[WORK ITEM]:
Hunt for the word "warn" across the entries below, copying each line that holds it.

[EXTRACTED DATA]:
▼

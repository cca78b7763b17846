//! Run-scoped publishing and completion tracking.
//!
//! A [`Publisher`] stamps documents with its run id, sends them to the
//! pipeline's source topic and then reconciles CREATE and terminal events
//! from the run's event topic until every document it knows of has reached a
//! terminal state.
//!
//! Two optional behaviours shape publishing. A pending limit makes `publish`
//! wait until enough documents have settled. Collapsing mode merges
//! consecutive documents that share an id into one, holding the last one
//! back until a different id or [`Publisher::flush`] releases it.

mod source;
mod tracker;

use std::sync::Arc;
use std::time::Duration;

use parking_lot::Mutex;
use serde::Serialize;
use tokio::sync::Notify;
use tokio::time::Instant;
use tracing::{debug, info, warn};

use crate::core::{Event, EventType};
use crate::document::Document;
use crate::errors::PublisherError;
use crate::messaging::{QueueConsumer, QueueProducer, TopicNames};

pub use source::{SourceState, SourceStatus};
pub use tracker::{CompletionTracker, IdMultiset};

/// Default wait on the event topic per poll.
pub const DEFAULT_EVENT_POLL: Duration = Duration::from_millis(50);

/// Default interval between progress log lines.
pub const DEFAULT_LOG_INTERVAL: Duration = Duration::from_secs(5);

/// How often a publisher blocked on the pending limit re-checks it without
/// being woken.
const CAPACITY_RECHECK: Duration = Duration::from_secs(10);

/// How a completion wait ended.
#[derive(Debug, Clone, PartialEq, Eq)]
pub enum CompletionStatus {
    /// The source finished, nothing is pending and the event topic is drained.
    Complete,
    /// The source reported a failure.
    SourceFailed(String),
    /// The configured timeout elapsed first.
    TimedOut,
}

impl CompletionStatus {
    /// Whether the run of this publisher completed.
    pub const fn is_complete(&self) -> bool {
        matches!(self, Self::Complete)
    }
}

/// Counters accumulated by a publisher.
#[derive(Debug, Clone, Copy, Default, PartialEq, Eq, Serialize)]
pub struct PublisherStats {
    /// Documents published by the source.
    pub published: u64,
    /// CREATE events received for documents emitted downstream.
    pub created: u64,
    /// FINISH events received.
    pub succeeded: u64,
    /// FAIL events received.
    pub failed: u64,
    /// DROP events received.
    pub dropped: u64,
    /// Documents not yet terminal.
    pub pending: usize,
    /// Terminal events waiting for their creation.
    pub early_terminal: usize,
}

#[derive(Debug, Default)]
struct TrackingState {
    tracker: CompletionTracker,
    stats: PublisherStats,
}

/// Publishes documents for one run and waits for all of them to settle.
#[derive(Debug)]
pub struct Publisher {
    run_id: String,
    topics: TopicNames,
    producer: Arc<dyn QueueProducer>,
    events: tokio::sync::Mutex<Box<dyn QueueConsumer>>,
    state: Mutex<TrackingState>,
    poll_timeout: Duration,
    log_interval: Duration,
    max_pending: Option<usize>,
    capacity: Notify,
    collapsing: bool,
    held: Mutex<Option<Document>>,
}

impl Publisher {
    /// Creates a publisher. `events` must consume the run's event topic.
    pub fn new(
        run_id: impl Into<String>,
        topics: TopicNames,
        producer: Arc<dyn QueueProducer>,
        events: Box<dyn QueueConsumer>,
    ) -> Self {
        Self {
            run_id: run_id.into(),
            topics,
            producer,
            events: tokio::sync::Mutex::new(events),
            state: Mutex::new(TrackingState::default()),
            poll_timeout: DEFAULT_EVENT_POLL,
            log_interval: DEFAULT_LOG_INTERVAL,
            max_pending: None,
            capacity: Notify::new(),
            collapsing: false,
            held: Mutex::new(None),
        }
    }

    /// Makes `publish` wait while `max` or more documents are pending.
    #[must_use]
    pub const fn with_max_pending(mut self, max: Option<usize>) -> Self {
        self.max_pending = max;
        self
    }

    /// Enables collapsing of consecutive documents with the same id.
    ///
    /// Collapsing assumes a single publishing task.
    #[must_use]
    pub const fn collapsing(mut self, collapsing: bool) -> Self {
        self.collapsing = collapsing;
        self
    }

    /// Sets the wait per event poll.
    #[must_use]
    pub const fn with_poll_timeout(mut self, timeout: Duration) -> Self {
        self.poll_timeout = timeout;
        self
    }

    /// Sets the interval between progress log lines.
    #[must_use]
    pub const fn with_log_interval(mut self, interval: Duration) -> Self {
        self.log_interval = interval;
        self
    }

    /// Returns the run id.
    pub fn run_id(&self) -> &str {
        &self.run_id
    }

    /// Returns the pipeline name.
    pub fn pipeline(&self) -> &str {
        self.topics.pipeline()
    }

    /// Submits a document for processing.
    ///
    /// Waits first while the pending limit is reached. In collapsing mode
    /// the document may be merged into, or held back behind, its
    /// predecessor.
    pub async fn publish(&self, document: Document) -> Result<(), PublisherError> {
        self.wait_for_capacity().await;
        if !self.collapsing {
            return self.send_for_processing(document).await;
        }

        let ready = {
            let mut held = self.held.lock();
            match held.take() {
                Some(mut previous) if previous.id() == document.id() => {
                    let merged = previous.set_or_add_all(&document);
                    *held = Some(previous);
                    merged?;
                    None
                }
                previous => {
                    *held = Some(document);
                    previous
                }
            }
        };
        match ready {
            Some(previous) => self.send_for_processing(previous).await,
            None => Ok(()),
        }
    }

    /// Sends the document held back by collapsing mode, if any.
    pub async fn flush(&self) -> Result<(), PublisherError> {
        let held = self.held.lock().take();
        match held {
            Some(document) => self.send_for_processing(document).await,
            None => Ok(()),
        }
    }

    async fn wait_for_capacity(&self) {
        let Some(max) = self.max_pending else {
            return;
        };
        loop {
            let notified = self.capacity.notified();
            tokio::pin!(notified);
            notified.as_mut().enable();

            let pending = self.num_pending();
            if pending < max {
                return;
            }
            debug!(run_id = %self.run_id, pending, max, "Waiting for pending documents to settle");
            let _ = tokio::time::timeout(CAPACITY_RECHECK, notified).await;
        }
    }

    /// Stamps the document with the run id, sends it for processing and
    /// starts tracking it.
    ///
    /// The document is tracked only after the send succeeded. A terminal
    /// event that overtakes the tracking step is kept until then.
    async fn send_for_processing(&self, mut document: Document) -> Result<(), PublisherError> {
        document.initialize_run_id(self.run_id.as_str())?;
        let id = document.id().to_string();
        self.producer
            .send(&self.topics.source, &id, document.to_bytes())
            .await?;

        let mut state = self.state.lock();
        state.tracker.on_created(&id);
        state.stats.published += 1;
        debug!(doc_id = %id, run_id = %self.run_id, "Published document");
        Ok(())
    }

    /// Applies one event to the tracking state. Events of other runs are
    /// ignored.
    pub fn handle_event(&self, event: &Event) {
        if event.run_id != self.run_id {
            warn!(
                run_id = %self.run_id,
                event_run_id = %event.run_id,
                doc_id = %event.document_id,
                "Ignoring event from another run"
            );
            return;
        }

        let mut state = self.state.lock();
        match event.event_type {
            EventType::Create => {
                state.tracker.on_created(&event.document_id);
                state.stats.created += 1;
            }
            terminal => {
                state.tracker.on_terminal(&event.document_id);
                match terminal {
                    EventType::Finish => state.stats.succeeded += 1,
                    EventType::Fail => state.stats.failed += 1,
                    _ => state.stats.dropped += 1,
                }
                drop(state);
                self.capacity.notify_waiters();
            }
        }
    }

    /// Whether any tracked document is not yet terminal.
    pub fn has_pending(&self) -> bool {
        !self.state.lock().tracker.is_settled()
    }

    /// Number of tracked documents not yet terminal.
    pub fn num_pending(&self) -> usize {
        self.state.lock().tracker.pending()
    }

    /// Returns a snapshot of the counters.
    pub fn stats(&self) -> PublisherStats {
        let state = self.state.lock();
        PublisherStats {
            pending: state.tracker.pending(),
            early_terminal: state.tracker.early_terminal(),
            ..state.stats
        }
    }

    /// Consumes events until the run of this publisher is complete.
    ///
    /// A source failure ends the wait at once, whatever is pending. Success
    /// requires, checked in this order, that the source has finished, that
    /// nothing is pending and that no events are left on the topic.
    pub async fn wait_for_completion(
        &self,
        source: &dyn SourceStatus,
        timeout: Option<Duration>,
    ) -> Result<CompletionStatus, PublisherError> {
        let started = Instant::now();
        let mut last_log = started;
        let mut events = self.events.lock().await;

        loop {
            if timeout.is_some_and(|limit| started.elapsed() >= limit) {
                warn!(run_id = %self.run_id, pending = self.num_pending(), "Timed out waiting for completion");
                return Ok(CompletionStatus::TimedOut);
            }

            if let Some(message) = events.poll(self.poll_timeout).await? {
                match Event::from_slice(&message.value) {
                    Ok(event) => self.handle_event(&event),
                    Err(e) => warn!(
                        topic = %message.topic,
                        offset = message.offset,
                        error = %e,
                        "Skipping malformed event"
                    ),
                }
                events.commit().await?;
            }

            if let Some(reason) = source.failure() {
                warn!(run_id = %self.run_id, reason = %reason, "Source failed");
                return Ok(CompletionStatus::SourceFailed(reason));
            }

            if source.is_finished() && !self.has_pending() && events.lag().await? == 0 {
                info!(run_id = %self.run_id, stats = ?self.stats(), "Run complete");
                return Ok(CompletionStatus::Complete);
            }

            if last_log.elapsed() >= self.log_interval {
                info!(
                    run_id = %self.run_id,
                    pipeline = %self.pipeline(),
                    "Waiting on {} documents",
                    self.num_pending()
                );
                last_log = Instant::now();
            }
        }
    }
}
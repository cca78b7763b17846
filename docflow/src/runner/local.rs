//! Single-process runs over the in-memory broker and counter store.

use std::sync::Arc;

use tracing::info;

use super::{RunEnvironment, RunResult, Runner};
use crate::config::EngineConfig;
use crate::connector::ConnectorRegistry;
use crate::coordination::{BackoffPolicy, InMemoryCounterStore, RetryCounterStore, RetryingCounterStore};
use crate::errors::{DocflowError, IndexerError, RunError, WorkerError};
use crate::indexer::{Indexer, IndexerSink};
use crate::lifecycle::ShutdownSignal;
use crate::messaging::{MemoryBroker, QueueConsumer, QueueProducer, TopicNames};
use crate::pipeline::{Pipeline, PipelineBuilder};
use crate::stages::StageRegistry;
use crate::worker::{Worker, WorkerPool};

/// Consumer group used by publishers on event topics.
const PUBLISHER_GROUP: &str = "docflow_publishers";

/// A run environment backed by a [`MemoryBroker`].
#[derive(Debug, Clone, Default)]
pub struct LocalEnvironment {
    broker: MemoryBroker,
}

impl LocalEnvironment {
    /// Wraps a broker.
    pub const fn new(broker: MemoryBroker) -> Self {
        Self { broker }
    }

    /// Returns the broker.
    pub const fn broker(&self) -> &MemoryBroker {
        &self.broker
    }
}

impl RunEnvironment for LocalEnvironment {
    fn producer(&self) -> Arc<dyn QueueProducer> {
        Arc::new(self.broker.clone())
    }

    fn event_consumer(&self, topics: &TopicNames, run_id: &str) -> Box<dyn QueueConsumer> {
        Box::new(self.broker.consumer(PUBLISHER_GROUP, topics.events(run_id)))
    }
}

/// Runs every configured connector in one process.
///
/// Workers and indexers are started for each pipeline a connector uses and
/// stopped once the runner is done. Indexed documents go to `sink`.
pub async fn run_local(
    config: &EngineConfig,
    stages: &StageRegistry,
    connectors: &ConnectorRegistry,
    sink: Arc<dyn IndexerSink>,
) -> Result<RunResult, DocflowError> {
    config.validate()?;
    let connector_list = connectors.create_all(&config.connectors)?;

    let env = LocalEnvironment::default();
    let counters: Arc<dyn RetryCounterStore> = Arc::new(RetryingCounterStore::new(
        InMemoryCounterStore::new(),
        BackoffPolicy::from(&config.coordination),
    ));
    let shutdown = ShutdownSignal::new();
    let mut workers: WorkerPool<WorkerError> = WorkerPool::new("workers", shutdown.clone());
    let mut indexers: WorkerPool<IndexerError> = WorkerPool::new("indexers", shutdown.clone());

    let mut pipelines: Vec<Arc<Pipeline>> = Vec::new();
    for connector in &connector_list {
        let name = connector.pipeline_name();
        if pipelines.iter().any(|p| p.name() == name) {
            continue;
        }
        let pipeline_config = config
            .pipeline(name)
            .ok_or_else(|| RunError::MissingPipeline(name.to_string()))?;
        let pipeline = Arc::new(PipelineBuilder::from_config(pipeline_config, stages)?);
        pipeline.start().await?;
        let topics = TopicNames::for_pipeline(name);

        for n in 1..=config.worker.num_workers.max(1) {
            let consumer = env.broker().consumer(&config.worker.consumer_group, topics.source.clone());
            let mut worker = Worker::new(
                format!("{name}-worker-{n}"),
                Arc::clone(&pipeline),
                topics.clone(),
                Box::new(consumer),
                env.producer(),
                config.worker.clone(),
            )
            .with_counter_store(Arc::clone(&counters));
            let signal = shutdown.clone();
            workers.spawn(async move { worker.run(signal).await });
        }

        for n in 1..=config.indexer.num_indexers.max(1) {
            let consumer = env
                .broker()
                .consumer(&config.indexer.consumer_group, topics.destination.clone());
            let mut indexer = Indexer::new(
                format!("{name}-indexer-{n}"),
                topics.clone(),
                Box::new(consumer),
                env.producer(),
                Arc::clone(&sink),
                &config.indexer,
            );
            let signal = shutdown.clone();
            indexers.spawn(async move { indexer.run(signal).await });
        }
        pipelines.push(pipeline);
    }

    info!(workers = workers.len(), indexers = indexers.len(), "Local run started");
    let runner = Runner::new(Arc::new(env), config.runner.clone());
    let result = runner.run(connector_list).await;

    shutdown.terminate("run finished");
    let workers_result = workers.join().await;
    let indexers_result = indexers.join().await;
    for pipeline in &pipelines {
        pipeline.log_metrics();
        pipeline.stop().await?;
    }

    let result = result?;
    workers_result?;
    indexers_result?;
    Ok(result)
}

▲

[RESPONSE AREA]:
use tracing::{debug, info, warn};
            warn!(
                warn!(run_id = %self.run_id, pending = self.num_pending(), "Timed out waiting for completion");
                    Err(e) => warn!(
                warn!(run_id = %self.run_id, reason = %reason, "Source failed");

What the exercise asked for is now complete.